Identify the challenges that will arise in integrating

Assignment Help Other Subject
Reference no: EM133545280 , Length: word count:1500

Big Data and Analytics

Assessment - Design Data Pipeline

Learning Outcome 1: Explain and evaluate the V's of Big Data (volume, velocity, variety, veracity, valence, and value)

Learning Outcome 2: Identify best practices in data collection and storage, including data security and privacy principles; and

Learning Outcome 3: Effectively report and communicate findings to an appropriate audience.

Task Summary

Critically analyse the online retail business case (see below) and write a 1,500-word report that:
a) Identifies various sources of data to build an effective data pipeline;
b) Identifies challenges in integrating the data from the sources and formulates a strategy to address those challenges; and
c) Describes a design for a storage and retrieval system for the data lake that uses commercial and/or open-source big data tools.

Context
A modern data-driven organisation must be able to collect and process large volumes of data and perform analytics at scale on that data. Thus, the establishment of a data pipeline is an essential first step in building a data-driven organisation. A data pipeline ingests data from various sources, integrates that data and stores that data in a ‘data lake', making that data available to everyone in the organisation.

This Assessment prepares you to identify potential sources of data, address challenges in integrating data and design an efficient ‘data lake' using the big data principles, practices and technologies covered in the learning materials.

Case Study
Big Retail is an online retail shop in Adelaide, Australia. Its website, at which its users can explore different products and promotions and place orders, has more than 100,000 visitors per month. During checkout, each customer has three options: 1) to login to an existing account; 2) to create a new account if they have not already registered; or 3) to checkout as a guest. Customers' account information is maintained by both the sales and marketing departments in their separate databases. The sales department maintains records of the transactions in their database. The information technology (IT) department maintains the website.

Every month, the marketing team releases a catalogue and promotions, which are made available on the website and emailed to the registered customers. The website is static; that is, all the customers see the same content, irrespective of their location, login status or purchase history.

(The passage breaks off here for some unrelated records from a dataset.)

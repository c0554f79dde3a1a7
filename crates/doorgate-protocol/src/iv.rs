//! Initialization vector sources.
//!
//! Reusing an IV under a fixed CBC key lets an observer correlate identical
//! credentials, so every request draws a fresh one. Two sources exist:
//!
//! - [`OsIvSource`] reads the operating system CSPRNG (`getrandom`). On boards
//!   with a hardware TRNG the kernel pool is fed from it. This is the default.
//! - [`ReseedingIvSource`] runs ChaCha20 in user space and reseeds it from the
//!   operating system every [`IV_RESEED_INTERVAL`] vectors. Use it where
//!   system calls per request are too costly.
//!
//! An entropy failure is returned as [`Error::Entropy`]; no source ever falls
//! back to a constant or previously used vector.

use doorgate_core::constants::{IV_RESEED_INTERVAL, IV_SIZE};
use doorgate_core::{Error, Result};
use rand::rngs::OsRng;
use rand::{RngCore, SeedableRng};
use rand_chacha::ChaCha20Rng;
use tracing::debug;

/// Produces one fresh IV per call.
pub trait IvSource {
    /// # Errors
    /// Returns `Error::Entropy` if the underlying generator fails.
    fn next_iv(&mut self) -> Result<[u8; IV_SIZE]>;
}

/// IVs straight from the operating system CSPRNG.
#[derive(Debug, Clone, Copy, Default)]
pub struct OsIvSource;

impl IvSource for OsIvSource {
    fn next_iv(&mut self) -> Result<[u8; IV_SIZE]> {
        let mut iv = [0u8; IV_SIZE];
        OsRng
            .try_fill_bytes(&mut iv)
            .map_err(|e| Error::Entropy(e.to_string()))?;
        Ok(iv)
    }
}

/// ChaCha20 generator periodically reseeded from the operating system.
pub struct ReseedingIvSource {
    rng: ChaCha20Rng,
    drawn: u64,
    interval: u64,
}

impl ReseedingIvSource {
    /// Seed from the operating system with the default reseed interval.
    ///
    /// # Errors
    /// Returns `Error::Entropy` if seeding fails.
    pub fn new() -> Result<Self> {
        Self::with_interval(IV_RESEED_INTERVAL)
    }

    /// Seed from the operating system, reseeding every `interval` IVs.
    ///
    /// # Errors
    /// Returns `Error::Entropy` if seeding fails and `Error::Config` for a
    /// zero interval.
    pub fn with_interval(interval: u64) -> Result<Self> {
        if interval == 0 {
            return Err(Error::Config("IV reseed interval must be > 0".to_string()));
        }
        Ok(Self {
            rng: seed_from_os()?,
            drawn: 0,
            interval,
        })
    }

    /// Number of IVs drawn since the last reseed.
    pub fn drawn_since_reseed(&self) -> u64 {
        self.drawn
    }
}

impl std::fmt::Debug for ReseedingIvSource {
    fn fmt(&self, f: &mut std::fmt::Formatter<'_>) -> std::fmt::Result {
        f.debug_struct("ReseedingIvSource")
            .field("drawn", &self.drawn)
            .field("interval", &self.interval)
            .finish_non_exhaustive()
    }
}

impl IvSource for ReseedingIvSource {
    fn next_iv(&mut self) -> Result<[u8; IV_SIZE]> {
        if self.drawn >= self.interval {
            debug!(drawn = self.drawn, "Reseeding IV generator");
            self.rng = seed_from_os()?;
            self.drawn = 0;
        }

        let mut iv = [0u8; IV_SIZE];
        self.rng.fill_bytes(&mut iv);
        self.drawn += 1;
        Ok(iv)
    }
}

fn seed_from_os() -> Result<ChaCha20Rng> {
    ChaCha20Rng::from_rng(OsRng).map_err(|e| Error::Entropy(e.to_string()))
}

impl<T: IvSource + ?Sized> IvSource for Box<T> {
    fn next_iv(&mut self) -> Result<[u8; IV_SIZE]> {
        (**self).next_iv()
    }
}

#[cfg(test)]
mod tests {
    use super::*;
    use std::collections::HashSet;

    fn assert_distinct(source: &mut impl IvSource, count: usize) {
        let mut seen = HashSet::with_capacity(count);
        for _ in 0..count {
            assert!(seen.insert(source.next_iv().unwrap()), "IV repeated");
        }
    }

    #[test]
    fn test_os_source_distinct() {
        assert_distinct(&mut OsIvSource, 10_000);
    }

    #[test]
    fn test_reseeding_source_distinct_across_reseeds() {
        let mut source = ReseedingIvSource::with_interval(64).unwrap();
        assert_distinct(&mut source, 10_000);
    }

    #[test]
    fn test_reseed_counter_wraps() {
        let mut source = ReseedingIvSource::with_interval(3).unwrap();
        for _ in 0..3 {
            source.next_iv().unwrap();
        }
        assert_eq!(source.drawn_since_reseed(), 3);

        source.next_iv().unwrap();
        assert_eq!(source.drawn_since_reseed(), 1);
    }

    #[test]
    fn test_zero_interval_rejected() {
        assert!(matches!(
            ReseedingIvSource::with_interval(0),
            Err(Error::Config(_))
        ));
    }

    #[test]
    fn test_boxed_source() {
        let mut source: Box<dyn IvSource> = Box::new(OsIvSource);
        let a = source.next_iv().unwrap();
        let b = source.next_iv().unwrap();
        assert_ne!(a, b);
    }

    #[test]
    fn test_iv_not_all_zero() {
        // 2^-128 chance of a false failure.
        assert_ne!(OsIvSource.next_iv().unwrap(), [0u8; IV_SIZE]);
    }
}
//! Error types for hardware operations.
//!
//! This module defines error types for the door peripherals: the credential
//! reader, the override button, the drive output and the feedback indicator.

/// Result type alias for hardware operations.
pub type Result<T> = std::result::Result<T, HardwareError>;

/// Errors that can occur during hardware device operations.
#[derive(Debug, thiserror::Error)]
pub enum HardwareError {
    /// Device is not connected or has been disconnected.
    #[error("Device disconnected: {device}")]
    Disconnected { device: String },

    /// Device communication error.
    #[error("Communication error: {message}")]
    CommunicationError { message: String },

    /// Invalid data received from device.
    #[error("Invalid data: {message}")]
    InvalidData { message: String },

    /// Device configuration error.
    #[error("Configuration error: {message}")]
    ConfigurationError { message: String },

    /// Credential read error.
    #[error("Credential read error: {message}")]
    CredentialReadError { message: String },

    /// Drive output rejected a command.
    #[error("Drive error: {message}")]
    DriveError { message: String },
}

impl HardwareError {
    /// Create a new disconnected error.
    pub fn disconnected(device: impl Into<String>) -> Self {
        Self::Disconnected {
            device: device.into(),
        }
    }

    /// Create a new communication error.
    pub fn communication(message: impl Into<String>) -> Self {
        Self::CommunicationError {
            message: message.into(),
        }
    }

    /// Create a new invalid data error.
    pub fn invalid_data(message: impl Into<String>) -> Self {
        Self::InvalidData {
            message: message.into(),
        }
    }

    /// Create a new configuration error.
    pub fn configuration(message: impl Into<String>) -> Self {
        Self::ConfigurationError {
            message: message.into(),
        }
    }

    /// Create a new credential read error.
    pub fn credential_read(message: impl Into<String>) -> Self {
        Self::CredentialReadError {
            message: message.into(),
        }
    }

    /// Create a new drive error.
    pub fn drive(message: impl Into<String>) -> Self {
        Self::DriveError {
            message: message.into(),
        }
    }
}

impl From<doorgate_core::Error> for HardwareError {
    fn from(error: doorgate_core::Error) -> Self {
        Self::invalid_data(error.to_string())
    }
}
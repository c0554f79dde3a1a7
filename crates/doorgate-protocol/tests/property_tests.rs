//! Property-based tests for the credential encoder and response parsing.
//!
//! These tests use proptest to generate random keys, IVs and credentials and
//! verify that the single-block invariants hold for every accepted input.

use aes::Aes128;
use aes::cipher::block_padding::NoPadding;
use aes::cipher::{BlockDecryptMut, KeyIvInit};
use bytes::BytesMut;
use doorgate_core::{DeviceId, EncryptionKey, Error};
use doorgate_protocol::{
    AuthorizationPayload, AuthorizationRequest, ExchangeCodec, StatusLine, decrypt_block,
    encrypt_block,
};
use proptest::prelude::*;
use tokio_util::codec::Decoder;

/// Strategy for credentials that fit one block (1-15 bytes).
fn fitting_credential() -> impl Strategy<Value = Vec<u8>> {
    prop::collection::vec(any::<u8>(), 1..=15)
}

/// Strategy for credentials that never fit (16-64 bytes).
fn oversized_credential() -> impl Strategy<Value = Vec<u8>> {
    prop::collection::vec(any::<u8>(), 16..=64)
}

fn raw_block(key: &[u8; 16], iv: &[u8; 16], ciphertext: &[u8; 16]) -> [u8; 16] {
    let mut block = *ciphertext;
    cbc::Decryptor::<Aes128>::new(key.into(), iv.into())
        .decrypt_padded_mut::<NoPadding>(&mut block)
        .unwrap();
    block
}

proptest! {
    /// Property: the decrypted block is the credential followed by
    /// `16 - len` copies of `16 - len`.
    #[test]
    fn prop_padding_layout(
        key in any::<[u8; 16]>(),
        iv in any::<[u8; 16]>(),
        credential in fitting_credential(),
    ) {
        let sealed = encrypt_block(&EncryptionKey::new(key), &iv, &credential).unwrap();
        let block = raw_block(&key, &iv, &sealed.ciphertext);

        let len = credential.len();
        let pad = (16 - len) as u8;
        prop_assert_eq!(&block[..len], credential.as_slice());
        prop_assert!(block[len..].iter().all(|&b| b == pad));
        prop_assert_eq!(sealed.iv, iv);
    }

    /// Property: decrypting with the same key and IV recovers the credential.
    #[test]
    fn prop_decrypt_recovers(
        key in any::<[u8; 16]>(),
        iv in any::<[u8; 16]>(),
        credential in fitting_credential(),
    ) {
        let key = EncryptionKey::new(key);
        let sealed = encrypt_block(&key, &iv, &credential).unwrap();
        prop_assert_eq!(decrypt_block(&key, &iv, &sealed.ciphertext).unwrap(), credential);
    }

    /// Property: nothing of 16 bytes or more is ever truncated into a block.
    #[test]
    fn prop_oversized_rejected(
        key in any::<[u8; 16]>(),
        iv in any::<[u8; 16]>(),
        credential in oversized_credential(),
    ) {
        let result = encrypt_block(&EncryptionKey::new(key), &iv, &credential);
        let is_length_error = matches!(result, Err(Error::CredentialLength { .. }));
        prop_assert!(is_length_error);
    }

    /// Property: the JSON body always carries two 32-char lowercase hex fields.
    #[test]
    fn prop_payload_hex_fields(
        key in any::<[u8; 16]>(),
        iv in any::<[u8; 16]>(),
        credential in fitting_credential(),
    ) {
        let sealed = encrypt_block(&EncryptionKey::new(key), &iv, &credential).unwrap();
        let payload = AuthorizationPayload::new(&DeviceId::generate(), &sealed);

        for field in [&payload.iv, &payload.content] {
            prop_assert_eq!(field.len(), 32);
            prop_assert!(field.chars().all(|c| matches!(c, '0'..='9' | 'a'..='f')));
        }
        prop_assert_eq!(hex::decode(&payload.iv).unwrap(), iv.to_vec());
    }

    /// Property: Content-Length always matches the body.
    #[test]
    fn prop_request_content_length(
        iv in any::<[u8; 16]>(),
        credential in fitting_credential(),
    ) {
        let key = EncryptionKey::new([7u8; 16]);
        let sealed = encrypt_block(&key, &iv, &credential).unwrap();
        let payload = AuthorizationPayload::new(&DeviceId::generate(), &sealed);
        let request = AuthorizationRequest::new("auth.local", &payload).unwrap();

        let wire = String::from_utf8(request.to_bytes().to_vec()).unwrap();
        let (_, body) = wire.split_once("\r\n\r\n").unwrap();
        let expected = format!("Content-Length: {}\r\n", body.len());
        prop_assert!(wire.contains(&expected));
    }

    /// Property: a status code grants iff it is 2xx.
    #[test]
    fn prop_status_classification(code in 100u16..=599) {
        let status = StatusLine::parse(&format!("HTTP/1.1 {code} Reason")).unwrap();
        prop_assert_eq!(status.is_success(), (200..300).contains(&code));
    }

    /// Property: the head decoder never panics on arbitrary input.
    #[test]
    fn prop_decoder_total(data in prop::collection::vec(any::<u8>(), 0..512)) {
        let mut codec = ExchangeCodec::new();
        let mut buf = BytesMut::from(&data[..]);
        let _ = codec.decode(&mut buf);
        let _ = codec.decode_eof(&mut buf);
    }
}
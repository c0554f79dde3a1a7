//! Shared building blocks for the Doorgate access-control endpoint.
//!
//! This crate holds everything the other workspace members agree on: the
//! credential and identity types, the immutable process configuration, the
//! [`Authorizer`] seam between the entry controller and the network, and the
//! common error type.

pub mod authorizer;
pub mod config;
pub mod constants;
pub mod error;
pub mod types;

pub use authorizer::{AuthorizationResult, Authorizer};
pub use config::{DoorgateConfig, Settings};
pub use error::{Error, Result};
pub use types::*;

/// Version info
pub const VERSION: &str = env!("CARGO_PKG_VERSION");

Recently, Big Retail has experienced a significant slump in sales, despite its having a cost advantage over its competitors. A significant reduction in the number of visitors to the website and the conversion rate (i.e., the percentage of visitors who ultimately buy something) has also been observed. To regain its market share and increase its sales, the management team at Big Retail has decided to adopt a data-driven strategy. Specifically, the management team wants to use big data analytics to enable a customised customer experience through targeted campaigns, a recommender system and product association.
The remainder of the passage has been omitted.